--- START ---
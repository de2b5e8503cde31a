//! Source acquisition for external dependency repositories.
//!
//! Presence is the only check: an existing directory is never re-cloned or
//! inspected for staleness, so a clone that failed partway must be removed
//! by hand before the next run will retry it.

use std::fs;
use std::path::{Path, PathBuf};

use anyhow::{Context, Result};
use tracing::debug;

use crate::core::command::Invocation;
use crate::core::types::{BuildConfig, TargetArch};
use crate::io::config::DepSource;
use crate::io::process::CommandRunner;

/// One external repository the pipeline depends on.
#[derive(Debug, Clone)]
pub struct Dependency {
    pub name: String,
    pub url: String,
    /// Tag checked out after cloning, when a release is pinned.
    pub tag: Option<String>,
    /// Local checkout path under the external-dependencies directory.
    pub local: PathBuf,
}

impl Dependency {
    pub fn new(name: impl Into<String>, source: &DepSource, local: impl Into<PathBuf>) -> Self {
        Self {
            name: name.into(),
            url: source.url.clone(),
            tag: source.tag.clone(),
            local: local.into(),
        }
    }
}

/// Ensure the dependency's source tree exists locally.
///
/// Clones (and checks out the pinned tag) only when the local path is
/// absent. Returns `true` when a clone was performed.
pub fn ensure_present<R: CommandRunner>(runner: &R, dep: &Dependency) -> Result<bool> {
    if dep.local.exists() {
        debug!(name = %dep.name, path = %dep.local.display(), "already present, skipping clone");
        return Ok(false);
    }
    let parent = dep
        .local
        .parent()
        .with_context(|| format!("{} has no parent directory", dep.local.display()))?;
    fs::create_dir_all(parent).with_context(|| format!("create {}", parent.display()))?;

    println!("Clone {} source code", dep.name);
    let target = dep.local.display().to_string();
    runner.run(&Invocation::new(
        ["git", "clone", dep.url.as_str(), target.as_str()],
        parent,
    ))?;

    if let Some(tag) = &dep.tag {
        println!("Check out pinned {} release", dep.name);
        let tag_ref = format!("tags/{tag}");
        runner.run(&Invocation::new(
            ["git", "checkout", tag_ref.as_str()],
            &dep.local,
        ))?;
    }
    Ok(true)
}

/// Run a repository's own dependency-resolution helper.
///
/// The helper resolves that tree's transitive dependencies into
/// `external_dir_name` and may perform clones of its own; this is delegated,
/// not re-implemented. `pin` forwards the build configuration and
/// architecture for repositories whose helper is parameterized by them.
pub fn update_deps<R: CommandRunner>(
    runner: &R,
    project_dir: &Path,
    external_dir_name: &str,
    pin: Option<(BuildConfig, TargetArch)>,
) -> Result<()> {
    let mut tokens = vec![
        "python3".to_string(),
        "scripts/update_deps.py".to_string(),
        "--dir".to_string(),
        external_dir_name.to_string(),
    ];
    if let Some((config, arch)) = pin {
        tokens.push("--config".to_string());
        tokens.push(config.as_str().to_string());
        tokens.push("--arch".to_string());
        tokens.push(arch.as_str().to_string());
    }
    runner.run(&Invocation::new(tokens, project_dir))
}

#[cfg(test)]
mod tests {
    use super::*;
    use crate::test_support::RecordingRunner;

    fn dep(local: PathBuf, tag: Option<&str>) -> Dependency {
        Dependency {
            name: "test framework".to_string(),
            url: "https://github.com/google/googletest.git".to_string(),
            tag: tag.map(str::to_string),
            local,
        }
    }

    #[test]
    fn clones_and_checks_out_pin_when_absent() {
        let temp = tempfile::tempdir().expect("tempdir");
        let runner = RecordingRunner::new();
        let dep = dep(temp.path().join("external/googletest"), Some("release-1.8.1"));

        let cloned = ensure_present(&runner, &dep).expect("ensure");
        assert!(cloned);

        let lines = runner.command_lines();
        assert_eq!(lines.len(), 2);
        assert!(lines[0].starts_with("git clone https://github.com/google/googletest.git"));
        assert_eq!(lines[1], "git checkout tags/release-1.8.1");
        assert!(dep.local.exists());
    }

    #[test]
    fn present_checkout_is_never_recloned() {
        let temp = tempfile::tempdir().expect("tempdir");
        let runner = RecordingRunner::new();
        let dep = dep(temp.path().join("external/googletest"), Some("release-1.8.1"));

        ensure_present(&runner, &dep).expect("first ensure");
        let after_first = runner.command_lines().len();

        let cloned = ensure_present(&runner, &dep).expect("second ensure");
        assert!(!cloned);
        assert_eq!(runner.command_lines().len(), after_first);
    }

    #[test]
    fn untagged_dependency_skips_checkout() {
        let temp = tempfile::tempdir().expect("tempdir");
        let runner = RecordingRunner::new();
        let dep = dep(temp.path().join("external/loader"), None);

        ensure_present(&runner, &dep).expect("ensure");
        let lines = runner.command_lines();
        assert_eq!(lines.len(), 1);
        assert!(lines[0].starts_with("git clone"));
    }

    #[test]
    fn update_deps_forwards_the_pin() {
        let temp = tempfile::tempdir().expect("tempdir");
        let runner = RecordingRunner::new();

        update_deps(
            &runner,
            temp.path(),
            "external",
            Some((BuildConfig::Debug, TargetArch::X64)),
        )
        .expect("update deps");

        let calls = runner.calls();
        assert_eq!(
            calls[0].command_line(),
            "python3 scripts/update_deps.py --dir external --config debug --arch x64"
        );
        assert_eq!(calls[0].cwd, temp.path());
    }

    #[test]
    fn update_deps_without_pin_omits_the_flags() {
        let temp = tempfile::tempdir().expect("tempdir");
        let runner = RecordingRunner::new();

        update_deps(&runner, temp.path(), "external", None).expect("update deps");
        assert_eq!(
            runner.command_lines()[0],
            "python3 scripts/update_deps.py --dir external"
        );
    }
}
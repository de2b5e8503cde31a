//! Native build-system driving: configure, then compile.

use std::fs;
use std::path::PathBuf;

use anyhow::{Context, Result};

use crate::core::command::Invocation;
use crate::core::types::{BuildConfig, TargetArch};
use crate::io::process::CommandRunner;

/// Parameters for one project's configure-and-build.
#[derive(Debug, Clone)]
pub struct BuildOptions {
    /// Build-output directory; created if absent. It is also the working
    /// directory for both build-system invocations, which resolve `..` as
    /// the source tree, so the cwd must be exact.
    pub build_dir: PathBuf,
    /// Helper configuration file injected at configure time (`-C`),
    /// build-dir-relative.
    pub helper_config: Option<String>,
    /// Extra cache defines passed verbatim at configure time.
    pub defines: Vec<String>,
    /// Restrict the compile step to a single target.
    pub target: Option<String>,
    pub config: BuildConfig,
    /// Architecture selector, appended on Windows hosts. `None` for projects
    /// whose configure step carries no selector.
    pub arch: Option<TargetArch>,
    /// Whether the host is Windows; injected so both branches are testable
    /// on one host.
    pub windows_host: bool,
}

/// Configure and compile one project in its build directory.
pub fn configure_and_build<R: CommandRunner>(runner: &R, opts: &BuildOptions) -> Result<()> {
    fs::create_dir_all(&opts.build_dir)
        .with_context(|| format!("create build dir {}", opts.build_dir.display()))?;

    let mut configure = vec!["cmake".to_string()];
    if let Some(helper) = &opts.helper_config {
        configure.push("-C".to_string());
        configure.push(helper.clone());
    }
    configure.push(format!("-DCMAKE_BUILD_TYPE={}", opts.config.build_type()));
    configure.extend(opts.defines.iter().cloned());
    configure.push("..".to_string());
    if opts.windows_host && let Some(arch) = opts.arch {
        configure.push("-A".to_string());
        configure.push(arch.as_str().to_string());
    }
    runner.run(&Invocation::new(configure, &opts.build_dir))?;

    let mut build = vec![
        "cmake".to_string(),
        "--build".to_string(),
        ".".to_string(),
    ];
    if let Some(target) = &opts.target {
        build.push("--target".to_string());
        build.push(target.clone());
    }
    build.push("--config".to_string());
    build.push(opts.config.as_str().to_string());
    runner.run(&Invocation::new(build, &opts.build_dir))
}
--- END ---
YOUR GOAL =
Whenever the word "format" shows up in a line of the entries, copy that line.

SOLUTION FOR THIS PROBLEM =
        .with_context(|| format!("{} has no parent directory", dep.local.display()))?;
    fs::create_dir_all(parent).with_context(|| format!("create {}", parent.display()))?;
        let tag_ref = format!("tags/{tag}");
        .with_context(|| format!("create build dir {}", opts.build_dir.display()))?;
    configure.push(format!("-DCMAKE_BUILD_TYPE={}", opts.config.build_type()));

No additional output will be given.